Maybe that will change in the next few years if OpenGL gets better and Apple consistently makes computers that have actual GPUs, but for now, you'll just have to wait a year or two for the Mac version to come out.
Wow. Where have you been all year?
This is coming to you from a
MacBook Pro with an i5-520M (dual core, four logical cores because of hyperthreading). It has two (in numbers: 2) GPUs:
The first GPU is the on-die Intel HD graphics that is part of the CPU package, and uses so little power that I can confirm, to my own amazement, that Apple's usually inflated claims of battery time are true till at least till the eight-hour mark (Apple marketing claims up to ten hours).
The second GPU is a NVIDIA GeForce GT 330M with 256 MByte GDDR3 RAM, an "actual GPU", as you put it. Depending on demand, OS X switches from one GPU to the other transparently.
As for the claim here that Macs aren't used in graphics or TV, let me quote the
Wikipedia (my emphasis):
From the early 2000s, Final Cut Pro developed a large and expanding user base including many independent filmmakers. It has made inroads with film and television editors who have traditionally used Avid Technology's Media Composer. According to a 2007 SCRI study, Final Cut made up 49% of the US professional editing market, with Avid at 22%
As for waiting two or more years for OS X versions: The 90s are over. Blizzard of course has always released both versions in tandem, and you might have heard that Valve has ported Steam to the Mac. You can even
check their statistics page to see what hardware the Mac users are coming to the board with. They have
some info out on their initial experiences, like that a game is five times as likely to crash on a PC than on a Mac.

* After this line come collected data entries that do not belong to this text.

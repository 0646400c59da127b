//! Answer generation through a chat-completion or local completion provider.
//!
//! The service only ever sends one prompt and expects one text answer back, returned as the
//! provider produced it. Provider requests are single-shot: errors bubble up to the caller
//! without retries.

use crate::config::{Config, GenerationProvider};
use async_trait::async_trait;
use reqwest::{Client, StatusCode};
use serde::Deserialize;
use serde_json::json;
use std::sync::Arc;
use thiserror::Error;

/// Errors surfaced while generating an answer.
#[derive(Debug, Error)]
pub enum GenerationClientError {
    /// Provider could not be reached or is not configured.
    #[error("Generation provider unavailable: {0}")]
    ProviderUnavailable(String),
    /// Provider returned an error response.
    #[error("Failed to generate answer: {0}")]
    GenerationFailed(String),
    /// Provider response could not be parsed.
    #[error("Malformed provider response: {0}")]
    InvalidResponse(String),
}

/// Request payload passed to the generation provider.
#[derive(Debug, Clone)]
pub struct GenerationRequest {
    /// Model identifier understood by the provider.
    pub model: String,
    /// Fully assembled prompt.
    pub prompt: String,
    /// Upper bound on generated tokens.
    pub max_tokens: u32,
}

/// Interface implemented by answer generators.
#[async_trait]
pub trait GenerationClient: Send + Sync {
    /// Model used when the caller does not override it.
    fn model(&self) -> &str;

    /// Generate a completion for `request`.
    async fn generate(&self, request: GenerationRequest) -> Result<String, GenerationClientError>;
}

/// Build the generation client selected by configuration.
pub fn build_generation_client(
    config: &Config,
) -> Result<Arc<dyn GenerationClient>, GenerationClientError> {
    let http = Client::builder()
        .user_agent("docchat/generation")
        .timeout(config.http_timeout())
        .build()
        .map_err(|error| GenerationClientError::ProviderUnavailable(error.to_string()))?;

    let client: Arc<dyn GenerationClient> = match config.generation_provider {
        GenerationProvider::OpenAI => {
            let api_key = config.openai_api_key.clone().ok_or_else(|| {
                GenerationClientError::ProviderUnavailable("OPENAI_API_KEY is not set".into())
            })?;
            Arc::new(OpenAiChatClient::new(
                http,
                &config.openai_base_url,
                api_key,
                &config.generation_model,
            ))
        }
        GenerationProvider::Ollama => Arc::new(OllamaGenerationClient::new(
            http,
            &config.ollama_url,
            &config.generation_model,
        )),
    };
    tracing::info!(
        provider = ?config.generation_provider,
        model = client.model(),
        "Generation client initialized"
    );
    Ok(client)
}

/// Rough token count for `prompt` under `model`'s tokenizer, falling back to `cl100k_base`.
pub fn estimate_prompt_tokens(model: &str, prompt: &str) -> Option<usize> {
    let bpe = tiktoken_rs::get_bpe_from_model(model)
        .or_else(|_| tiktoken_rs::cl100k_base())
        .ok()?;
    Some(bpe.encode_with_special_tokens(prompt).len())
}

/// OpenAI `chat/completions` adapter.
pub struct OpenAiChatClient {
    http: Client,
    base_url: String,
    api_key: String,
    model: String,
}

impl OpenAiChatClient {
    /// Client posting to `{base_url}/chat/completions`.
    pub fn new(http: Client, base_url: &str, api_key: String, model: &str) -> Self {
        Self {
            http,
            base_url: base_url.trim_end_matches('/').to_string(),
            api_key,
            model: model.to_string(),
        }
    }

    fn endpoint(&self) -> String {
        format!("{}/chat/completions", self.base_url)
    }

    fn check_context_window(&self, request: &GenerationRequest) {
        let Some(prompt_tokens) = estimate_prompt_tokens(&request.model, &request.prompt) else {
            return;
        };
        let context_size = tiktoken_rs::model::get_context_size(&request.model);
        let requested = prompt_tokens + request.max_tokens as usize;
        if requested > context_size {
            tracing::warn!(
                model = %request.model,
                prompt_tokens,
                max_tokens = request.max_tokens,
                context_size,
                "Prompt plus completion budget exceeds the model context window"
            );
        } else {
            tracing::debug!(model = %request.model, prompt_tokens, "Prompt token estimate");
        }
    }
}

#[derive(Debug, Deserialize)]
struct ChatCompletionResponse {
    choices: Vec<ChatChoice>,
}

#[derive(Debug, Deserialize)]
struct ChatChoice {
    message: ChatMessage,
}

#[derive(Debug, Deserialize)]
struct ChatMessage {
    #[serde(default)]
    content: Option<String>,
}

#[async_trait]
impl GenerationClient for OpenAiChatClient {
    fn model(&self) -> &str {
        &self.model
    }

    async fn generate(&self, request: GenerationRequest) -> Result<String, GenerationClientError> {
        self.check_context_window(&request);

        let payload = json!({
            "model": request.model,
            "messages": [{ "role": "user", "content": request.prompt }],
            "max_tokens": request.max_tokens,
        });

        let response = self
            .http
            .post(self.endpoint())
            .bearer_auth(&self.api_key)
            .json(&payload)
            .send()
            .await
            .map_err(|error| {
                GenerationClientError::ProviderUnavailable(format!(
                    "failed to reach {}: {error}",
                    self.base_url
                ))
            })?;

        if !response.status().is_success() {
            let status = response.status();
            let body = response.text().await.unwrap_or_default();
            return Err(GenerationClientError::GenerationFailed(format!(
                "OpenAI returned {status}: {body}"
            )));
        }

        let body: ChatCompletionResponse = response.json().await.map_err(|error| {
            GenerationClientError::InvalidResponse(format!(
                "failed to decode chat completion: {error}"
            ))
        })?;

        body.choices
            .into_iter()
            .next()
            .and_then(|choice| choice.message.content)
            .ok_or_else(|| {
                GenerationClientError::InvalidResponse("chat completion had no content".into())
            })
    }
}

/// Ollama `/api/generate` adapter.
pub struct OllamaGenerationClient {
    http: Client,
    base_url: String,
    model: String,
}

impl OllamaGenerationClient {
    /// Client posting to `{base_url}/api/generate`.
    pub fn new(http: Client, base_url: &str, model: &str) -> Self {
        Self {
            http,
            base_url: base_url.trim_end_matches('/').to_string(),
            model: model.to_string(),
        }
    }

    fn endpoint(&self) -> String {
        format!("{}/api/generate", self.base_url)
    }
}

#[derive(Debug, Deserialize)]
struct OllamaResponse {
    response: String,
    done: bool,
}

#[async_trait]
impl GenerationClient for OllamaGenerationClient {
    fn model(&self) -> &str {
        &self.model
    }

    async fn generate(&self, request: GenerationRequest) -> Result<String, GenerationClientError> {
        let payload = json!({
            "model": request.model,
            "prompt": request.prompt,
            "stream": false,
            "options": {
                "num_predict": request.max_tokens,
            }
        });

        let response = self
            .http
            .post(self.endpoint())
            .json(&payload)
            .send()
            .await
            .map_err(|error| {
                GenerationClientError::ProviderUnavailable(format!(
                    "failed to reach Ollama at {}: {error}",
                    self.base_url
                ))
            })?;

        if response.status() == StatusCode::NOT_FOUND {
            return Err(GenerationClientError::ProviderUnavailable(format!(
                "Ollama endpoint {} returned 404",
                self.endpoint()
            )));
        }

        if !response.status().is_success() {
            let status = response.status();
            let body = response.text().await.unwrap_or_default();
            return Err(GenerationClientError::GenerationFailed(format!(
                "Ollama returned {status}: {body}"
            )));
        }

        let body: OllamaResponse = response.json().await.map_err(|error| {
            GenerationClientError::InvalidResponse(format!(
                "failed to decode Ollama response: {error}"
            ))
        })?;

        if !body.done {
            return Err(GenerationClientError::InvalidResponse(
                "Ollama response incomplete (streaming not supported)".into(),
            ));
        }

        Ok(body.response)
    }
}

#[cfg(test)]
mod tests {
    use super::*;
    use httpmock::{Method::POST, MockServer};

    fn request(model: &str) -> GenerationRequest {
        GenerationRequest {
            model: model.into(),
            prompt: "Context:\nfact\n\nQuestion:\nwhat?\n".into(),
            max_tokens: 64,
        }
    }

    #[tokio::test]
    async fn openai_client_returns_first_choice_verbatim() {
        let server = MockServer::start_async().await;
        let mock = server
            .mock_async(|when, then| {
                when.method(POST)
                    .path("/chat/completions")
                    .json_body_partial(r#"{"model":"gpt-3.5-turbo","max_tokens":64}"#);
                then.status(200).json_body(json!({
                    "choices": [
                        { "index": 0, "message": { "role": "assistant", "content": "  The answer.\n" } }
                    ]
                }));
            })
            .await;
        let client = OpenAiChatClient::new(Client::new(), &server.base_url(), "sk-test".into(), "gpt-3.5-turbo");

        let answer = client.generate(request("gpt-3.5-turbo")).await.expect("answer");

        mock.assert_async().await;
        assert_eq!(answer, "  The answer.\n");
    }

    #[tokio::test]
    async fn openai_client_surfaces_error_status() {
        let server = MockServer::start_async().await;
        server
            .mock_async(|when, then| {
                when.method(POST).path("/chat/completions");
                then.status(429).body("rate limited");
            })
            .await;
        let client = OpenAiChatClient::new(Client::new(), &server.base_url(), "sk-test".into(), "gpt-3.5-turbo");

        let error = client
            .generate(request("gpt-3.5-turbo"))
            .await
            .expect_err("error status");
        assert!(
            matches!(error, GenerationClientError::GenerationFailed(message) if message.contains("429"))
        );
    }

    #[tokio::test]
    async fn openai_client_rejects_empty_choices() {
        let server = MockServer::start_async().await;
        server
            .mock_async(|when, then| {
                when.method(POST).path("/chat/completions");
                then.status(200).json_body(json!({ "choices": [] }));
            })
            .await;
        let client = OpenAiChatClient::new(Client::new(), &server.base_url(), "sk-test".into(), "gpt-3.5-turbo");

        let error = client
            .generate(request("gpt-3.5-turbo"))
            .await
            .expect_err("no content");
        assert!(matches!(error, GenerationClientError::InvalidResponse(_)));
    }

    #[tokio::test]
    async fn ollama_client_handles_successful_response() {
        let server = MockServer::start_async().await;
        let mock = server
            .mock_async(|when, then| {
                when.method(POST)
                    .path("/api/generate")
                    .json_body_partial(r#"{"stream":false,"options":{"num_predict":64}}"#);
                then.status(200).json_body(json!({
                    "response": "Local answer",
                    "done": true
                }));
            })
            .await;
        let client = OllamaGenerationClient::new(Client::new(), &server.base_url(), "llama3");

        let answer = client.generate(request("llama3")).await.expect("answer");

        mock.assert_async().await;
        assert_eq!(answer, "Local answer");
    }

    #[tokio::test]
    async fn ollama_client_reports_missing_endpoint() {
        let server = MockServer::start_async().await;
        server
            .mock_async(|when, then| {
                when.method(POST).path("/api/generate");
                then.status(404);
            })
            .await;
        let client = OllamaGenerationClient::new(Client::new(), &server.base_url(), "llama3");

        let error = client.generate(request("llama3")).await.expect_err("404");
        assert!(matches!(error, GenerationClientError::ProviderUnavailable(_)));
    }

    #[test]
    fn prompt_token_estimate_falls_back_for_unknown_models() {
        let known = estimate_prompt_tokens("gpt-3.5-turbo", "hello world").expect("known");
        let unknown = estimate_prompt_tokens("llama3", "hello world").expect("fallback");
        assert!(known > 0);
        assert_eq!(known, unknown);
    }
}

Also, and here we get to the point where you are correct, the games on Macs are slightly slower at the moment. This is not a hardware problem at all, but the result of Apple's drivers being optimized for stability instead of gaming. Apple and Valve are both working on this full throttle, and in a few months at most, this problem will be history in the same way the PowerPC chip and one button mouse are now. Currently, Valve has released Portal, HalfLife 2, and Team Fortress 2 for the Mac -- Wednesday is release day -- all games that are slightly older. P and HL2 run fine and fast and in native resolution on this MacBook Pro.
Where does this leave us with Firaxis? Well, at the moment, they are missing the trend. Industry sales for PC are deceptive, because the include sales to companies, computers which will never see a game in their life. Mac sales are beyond strong, which is one reason why Apple surpassed Microsoft in stock market valve a few weeks ago (don't know where they are now). Software development systems are to the point where creating both versions in parallel should be automatic -- Valve claims that each and every build spits out a Windows and OS X version. This is not rocket science.

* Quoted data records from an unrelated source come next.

//! Periodic removal of expired sessions and their on-disk artifacts.

use super::store::SessionStore;
use crate::metrics::ServiceMetrics;
use crate::storage::remove_artifacts;
use std::sync::Arc;
use std::time::Duration;
use time::OffsetDateTime;
use tokio::sync::mpsc;
use tokio::task::JoinHandle;
use tokio::time::{Instant, MissedTickBehavior};

/// Result of one sweep pass.
#[derive(Debug, Default, Clone, PartialEq, Eq)]
pub struct SweepReport {
    /// Sessions whose artifacts were removed and which were deregistered.
    pub purged: Vec<String>,
    /// Sessions left registered because removing their artifacts failed.
    pub failed: Vec<String>,
}

/// Expires sessions older than the configured TTL.
pub struct Sweeper {
    store: Arc<dyn SessionStore>,
    expiry: Duration,
    interval: Duration,
    metrics: Option<Arc<ServiceMetrics>>,
}

impl Sweeper {
    /// Sweeper removing sessions older than `expiry`, running every `interval` once spawned.
    pub fn new(store: Arc<dyn SessionStore>, expiry: Duration, interval: Duration) -> Self {
        Self {
            store,
            expiry,
            interval,
            metrics: None,
        }
    }

    /// Count purged sessions in `metrics`.
    pub fn with_metrics(mut self, metrics: Arc<ServiceMetrics>) -> Self {
        self.metrics = Some(metrics);
        self
    }

    /// Run a single pass against `now`.
    ///
    /// Files go first, then the registry entry, so a session is never deregistered while its
    /// artifacts remain. A failure on one entry is logged and the pass moves on; the entry stays
    /// registered and is retried next pass.
    pub async fn sweep_once(&self, now: OffsetDateTime) -> SweepReport {
        let mut report = SweepReport::default();

        for entry in self.store.list_expired(now, self.expiry).await {
            match remove_artifacts(&entry.index_dir, &entry.upload_path).await {
                Ok(removed) => {
                    self.store.delete(&entry.session_id).await;
                    tracing::info!(
                        session_id = %entry.session_id,
                        index_removed = removed.index_dir,
                        upload_removed = removed.upload,
                        "Expired session removed"
                    );
                    report.purged.push(entry.session_id);
                }
                Err(error) => {
                    tracing::error!(
                        session_id = %entry.session_id,
                        error = %error,
                        "Failed to remove expired session artifacts"
                    );
                    report.failed.push(entry.session_id);
                }
            }
        }

        if let Some(metrics) = &self.metrics {
            metrics.record_purged(report.purged.len() as u64);
        }
        if !report.purged.is_empty() || !report.failed.is_empty() {
            tracing::info!(
                purged = report.purged.len(),
                failed = report.failed.len(),
                "Session sweep finished"
            );
        }
        report
    }

    /// Start sweeping on a background task. The first pass runs one interval after spawning.
    pub fn spawn(self) -> SweeperHandle {
        let (shutdown_tx, mut shutdown_rx) = mpsc::channel::<()>(1);
        let period = self.interval;

        let task = tokio::spawn(async move {
            let mut ticker = tokio::time::interval_at(Instant::now() + period, period);
            ticker.set_missed_tick_behavior(MissedTickBehavior::Delay);
            loop {
                tokio::select! {
                    _ = ticker.tick() => {
                        self.sweep_once(OffsetDateTime::now_utc()).await;
                    }
                    _ = shutdown_rx.recv() => {
                        tracing::info!("Session sweeper stopping");
                        break;
                    }
                }
            }
        });

        tracing::info!(interval_secs = period.as_secs(), "Session sweeper started");
        SweeperHandle { shutdown_tx, task }
    }
}

/// Handle to a running sweeper task.
pub struct SweeperHandle {
    shutdown_tx: mpsc::Sender<()>,
    task: JoinHandle<()>,
}

impl SweeperHandle {
    /// Signal the sweeper and wait for an in-flight pass to finish.
    pub async fn shutdown(self) {
        let _ = self.shutdown_tx.send(()).await;
        if let Err(error) = self.task.await {
            tracing::error!(error = %error, "Session sweeper task failed");
        }
    }
}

On a more personal level, Civ V will be the only game left I am interested in that I would have to reboot for (L4D, L4D2 and Portal 2 are from Valve; StarCraft 2 and Diablo 3 are from Blizzard; Diablo 2 and Master of Orion 2 run on Windows in VirtualBox). Keeping a Windows partition around only for one single game is a lot to ask, especially if it turns out that my worries about Civ V are confirmed.